The default mode is auto, you can change it in Violentmonkey’s settings. The actual mode can be seen by a userscript in GM_info.injectInto. The popup also shows a C mark since Violentmonkey v2.38.0 for scripts in content mode.
Contexts
Violentmonkey supports 2 types of context for a script to execute in:
-
context of a web page
The context in which all scripts of a web page execute. We will call it “page context” later.
-
context of content scripts
The context in which content scripts execute. We will call it “content context” later.
Injection Modes
In earlier versions of Violentmonkey, all scripts were injected into the page context.
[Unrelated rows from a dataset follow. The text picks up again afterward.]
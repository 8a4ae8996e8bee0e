//! HTTP client for the standalone user-store-service.
//!
//! Mirrors every route. POST routes send urlencoded form bodies, GET and
//! DELETE routes send query strings, and every request carries `X-API-Key`.

use serde::de::DeserializeOwned;
use serde::Serialize;
use std::fmt;
use std::sync::atomic::{AtomicBool, Ordering};
use user_store_types::*;

pub const DEFAULT_BASE_URL: &str = "http://127.0.0.1:8001";
pub const DEFAULT_API_KEY: &str = "devkey";
const API_KEY_HEADER: &str = "X-API-Key";

#[derive(Debug)]
pub enum ClientError {
    /// `disconnect()` was called on this client.
    Disconnected,
    /// The service answered with a non-success status.
    Api { status: u16, message: String },
    Transport(String),
    Decode(String),
}

impl ClientError {
    pub fn status(&self) -> Option<u16> {
        match self {
            ClientError::Api { status, .. } => Some(*status),
            _ => None,
        }
    }
}

impl fmt::Display for ClientError {
    fn fmt(&self, f: &mut fmt::Formatter<'_>) -> fmt::Result {
        match self {
            ClientError::Disconnected => write!(f, "Client is disconnected"),
            ClientError::Api { status, message } => write!(f, "[HTTP {}] {}", status, message),
            ClientError::Transport(e) => write!(f, "User store service unavailable: {}", e),
            ClientError::Decode(e) => write!(f, "Invalid response from user store service: {}", e),
        }
    }
}

impl std::error::Error for ClientError {}

pub type ClientResult<T> = Result<T, ClientError>;

pub struct UserStoreClient {
    base_url: String,
    api_key: String,
    client: reqwest::Client,
    stopped: AtomicBool,
}

impl UserStoreClient {
    /// `api_key` falls back to `USER_STORE_API_KEY`, `PORTOEDU_API_KEY`, then `devkey`.
    pub fn new(base_url: &str, api_key: Option<&str>) -> Self {
        let api_key = api_key
            .map(str::to_string)
            .or_else(|| env_key(|k| std::env::var(k).ok()))
            .unwrap_or_else(|| DEFAULT_API_KEY.to_string());
        Self {
            base_url: base_url.trim_end_matches('/').to_string(),
            api_key,
            client: reqwest::Client::new(),
            stopped: AtomicBool::new(false),
        }
    }

    pub fn default_local() -> Self {
        Self::new(DEFAULT_BASE_URL, None)
    }

    pub fn base_url(&self) -> &str {
        &self.base_url
    }

    /// Every later call fails with [`ClientError::Disconnected`].
    pub fn disconnect(&self) {
        self.stopped.store(true, Ordering::SeqCst);
    }

    pub fn is_disconnected(&self) -> bool {
        self.stopped.load(Ordering::SeqCst)
    }

    pub async fn health(&self) -> ClientResult<HealthResponse> {
        let no_params: [(&str, &str); 0] = [];
        self.get("/health", &no_params).await
    }

    pub async fn create_user(
        &self,
        name: &str,
        id: impl ToString,
        directory: Option<&str>,
    ) -> ClientResult<UserWriteResponse> {
        let req = CreateUserRequest {
            name: name.to_string(),
            id: id.to_string(),
            directory: directory.map(str::to_string),
        };
        self.post_form("/create_user", &req).await
    }

    pub async fn add_user_data(
        &self,
        column_name: &str,
        data: impl ToString,
        name: &str,
        id: impl ToString,
        directory: Option<&str>,
    ) -> ClientResult<UserWriteResponse> {
        let req = AddUserDataRequest {
            column_name: column_name.to_string(),
            data: data.to_string(),
            name: name.to_string(),
            id: id.to_string(),
            directory: directory.map(str::to_string),
        };
        self.post_form("/add_user_data", &req).await
    }

    pub async fn get_user(
        &self,
        name: &str,
        id: impl ToString,
        directory: Option<&str>,
    ) -> ClientResult<UserRecord> {
        let req = UserLookupRequest {
            name: name.to_string(),
            id: id.to_string(),
            directory: directory.map(str::to_string),
        };
        self.get("/get_user", &req).await
    }

    pub async fn delete_user(
        &self,
        name: &str,
        id: impl ToString,
        rm_context: bool,
        directory: Option<&str>,
    ) -> ClientResult<UserDeletedResponse> {
        let req = DeleteUserRequest {
            name: name.to_string(),
            id: id.to_string(),
            rm_context: Some(rm_context.to_string()),
            directory: directory.map(str::to_string),
        };
        self.delete("/delete_user", &req).await
    }

    pub async fn add_user_context(
        &self,
        context: &str,
        user: &str,
        id: impl ToString,
        directory: Option<&str>,
    ) -> ClientResult<ContextFileResponse> {
        let req = AddUserContextRequest {
            context: context.to_string(),
            user: user.to_string(),
            id: id.to_string(),
            directory: directory.map(str::to_string),
        };
        self.post_form("/add_user_context", &req).await
    }

    pub async fn clear_user_context(
        &self,
        name: &str,
        id: impl ToString,
        directory: Option<&str>,
    ) -> ClientResult<ContextFileResponse> {
        let req = UserLookupRequest {
            name: name.to_string(),
            id: id.to_string(),
            directory: directory.map(str::to_string),
        };
        self.post_form("/clear_user_context", &req).await
    }

    /// `name` wins over its `user` alias; with neither, the service reads an unnamed log.
    pub async fn get_user_context(
        &self,
        name: Option<&str>,
        user: Option<&str>,
        id: impl ToString,
        directory: Option<&str>,
    ) -> ClientResult<UserContextResponse> {
        let req = GetUserContextRequest {
            name: name.map(str::to_string),
            user: user.map(str::to_string),
            id: id.to_string(),
            directory: directory.map(str::to_string),
        };
        self.get("/get_user_context", &req).await
    }

    fn check(&self) -> ClientResult<()> {
        if self.is_disconnected() {
            return Err(ClientError::Disconnected);
        }
        Ok(())
    }

    async fn get<Q: Serialize, T: DeserializeOwned>(&self, path: &str, query: &Q) -> ClientResult<T> {
        self.check()?;
        let url = format!("{}{}", self.base_url, path);
        let resp = self
            .client
            .get(&url)
            .header(API_KEY_HEADER, &self.api_key)
            .query(query)
            .send()
            .await
            .map_err(|e| ClientError::Transport(e.to_string()))?;
        decode(resp).await
    }

    async fn delete<Q: Serialize, T: DeserializeOwned>(&self, path: &str, query: &Q) -> ClientResult<T> {
        self.check()?;
        let url = format!("{}{}", self.base_url, path);
        let resp = self
            .client
            .delete(&url)
            .header(API_KEY_HEADER, &self.api_key)
            .query(query)
            .send()
            .await
            .map_err(|e| ClientError::Transport(e.to_string()))?;
        decode(resp).await
    }

    async fn post_form<B: Serialize, T: DeserializeOwned>(&self, path: &str, body: &B) -> ClientResult<T> {
        self.check()?;
        let url = format!("{}{}", self.base_url, path);
        let resp = self
            .client
            .post(&url)
            .header(API_KEY_HEADER, &self.api_key)
            .form(body)
            .send()
            .await
            .map_err(|e| ClientError::Transport(e.to_string()))?;
        decode(resp).await
    }
}

/// First non-empty API key among the supported environment names.
fn env_key<F: Fn(&str) -> Option<String>>(lookup: F) -> Option<String> {
    ["USER_STORE_API_KEY", "PORTOEDU_API_KEY"]
        .into_iter()
        .find_map(|k| lookup(k).filter(|v| !v.is_empty()))
}

/// Decode a success body as `T`; otherwise pull the message out of the
/// `error` or `detail` field.
async fn decode<T: DeserializeOwned>(resp: reqwest::Response) -> ClientResult<T> {
    let status = resp.status();
    let bytes = resp
        .bytes()
        .await
        .map_err(|e| ClientError::Transport(e.to_string()))?;

    if status.is_success() {
        return serde_json::from_slice(&bytes).map_err(|e| ClientError::Decode(e.to_string()));
    }

    let message = serde_json::from_slice::<serde_json::Value>(&bytes)
        .ok()
        .and_then(|body| {
            body.get("error")
                .or_else(|| body.get("detail"))
                .map(|m| match m.as_str() {
                    Some(s) => s.to_string(),
                    None => m.to_string(),
                })
        })
        .unwrap_or_else(|| String::from_utf8_lossy(&bytes).into_owned());
    log::debug!("User store returned {}: {}", status, message);

    Err(ClientError::Api {
        status: status.as_u16(),
        message,
    })
}
//! Storage directory resolution and filename helpers.

use std::fs;
use std::io;
use std::path::{Path, PathBuf};

pub const USERS_FILE: &str = "users.csv";
pub const CONTEXTS_DIR: &str = "contexts";

/// Resolve the per-request directory against the configured default and
/// make sure it exists. An empty string counts as absent.
pub fn resolve_dir(directory: Option<&str>, default_dir: &Path) -> io::Result<PathBuf> {
    let dir = match directory.filter(|d| !d.is_empty()) {
        Some(d) => PathBuf::from(d),
        None => default_dir.to_path_buf(),
    };
    fs::create_dir_all(&dir)?;
    Ok(dir)
}

pub fn users_csv_path(base: &Path) -> PathBuf {
    base.join(USERS_FILE)
}

/// Replace anything outside `[alphanumeric _ -]` with `_`, then collapse
/// underscore runs.
pub fn sanitize_for_filename(raw: &str) -> String {
    let mut out = String::with_capacity(raw.len());
    for ch in raw.chars() {
        let ch = if ch.is_alphanumeric() || ch == '_' || ch == '-' {
            ch
        } else {
            '_'
        };
        if ch == '_' && out.ends_with('_') {
            continue;
        }
        out.push(ch);
    }
    out
}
This works well in Chrome and usually in Firefox except for websites with strict CSP that blocks inline scripts created by a WebExtension, like GitHub. As a workaround, Violentmonkey can inject userscripts into the content context.
Mode: page
Same behavior as in older Violentmonkey. Injection fails in Firefox on sites with strict CSP that forbids inline scripts.
Mode: content
Scripts run in the content context, a secure “isolated world”.
Content userscripts can’t access JavaScript objects of the webpage in Chrome and by default in Firefox, but the latter allows you to use wrappedJSObject, optionally cloneInto and exportFunction (see MDN).
-
Universal workaround: DOM messaging via
CustomEvent(synchronous) orwindow.postMessage(asynchronous). -
Firefox-only workaround:
if (typeof exportFunction === 'function') { const wnd = typeof unsafeWindow === 'object' ? unsafeWindow : window; wnd.wrappedJSObject.foo = 1; wnd.wrappedJSObject.bar = exportFunction(function myFancyApi(x) { return cloneInto({ test: () => x }, wnd, { cloneFunctions: true }); }); }
Mode: auto
In this mode, scripts will be injected into the page context if possible. If blocked by CSP, they will be injected into the content context. It is the script author’s job to check the environments.